# Required work:
Scan the entries below for the string "anyhow" and copy every line where it turns up.

Data items
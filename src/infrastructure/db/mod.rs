use sqlx::{Pool, Postgres};

use crate::application::errors::{DuplicateKey, StillReferenced};

pub type PgPool = Pool<Postgres>;

const UNIQUE_VIOLATION: &str = "23505";
const FOREIGN_KEY_VIOLATION: &str = "23503";

pub async fn connect_pool(database_url: &str, max_connections: u32) -> anyhow::Result<PgPool> {
    let pool = sqlx::postgres::PgPoolOptions::new()
        .max_connections(max_connections)
        .connect(database_url)
        .await?;
    Ok(pool)
}

pub async fn migrate(pool: &PgPool) -> anyhow::Result<()> {
    // Uses compile-time embedded migrations under ./migrations
    sqlx::migrate!("./migrations").run(pool).await?;
    Ok(())
}

/// Turns constraint violations into the typed errors the service layer maps to 409.
pub fn map_db_error(err: sqlx::Error) -> anyhow::Error {
    if let sqlx::Error::Database(db) = &err {
        let constraint = db.constraint().unwrap_or_default().to_string();
        match db.code().as_deref() {
            Some(UNIQUE_VIOLATION) => return DuplicateKey { constraint }.into(),
            Some(FOREIGN_KEY_VIOLATION) => return StillReferenced { constraint }.into(),
            _ => {}
        }
    }
    err.into()
}

/// Binds `Option<Option<T>>` patches as a (touch, value) pair for `CASE WHEN` updates.
pub(crate) fn clear_pair<T: Clone>(value: &Option<Option<T>>) -> (bool, Option<T>) {
    (value.is_some(), value.clone().flatten())
}

pub mod repositories;

#[cfg(test)]
mod tests {
    use super::*;

    #[test]
    fn clear_pair_distinguishes_untouched_from_cleared() {
        assert_eq!(clear_pair::<i32>(&None), (false, None));
        assert_eq!(clear_pair::<i32>(&Some(None)), (true, None));
        assert_eq!(clear_pair(&Some(Some(4))), (true, Some(4)));
    }

    #[test]
    fn non_database_errors_pass_through() {
        let err = map_db_error(sqlx::Error::RowNotFound);
        assert!(err.downcast_ref::<DuplicateKey>().is_none());
        assert!(err.downcast_ref::<sqlx::Error>().is_some());
    }
}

# The answer:
pub async fn connect_pool(database_url: &str, max_connections: u32) -> anyhow::Result<PgPool> {
pub async fn migrate(pool: &PgPool) -> anyhow::Result<()> {
pub fn map_db_error(err: sqlx::Error) -> anyhow::Error {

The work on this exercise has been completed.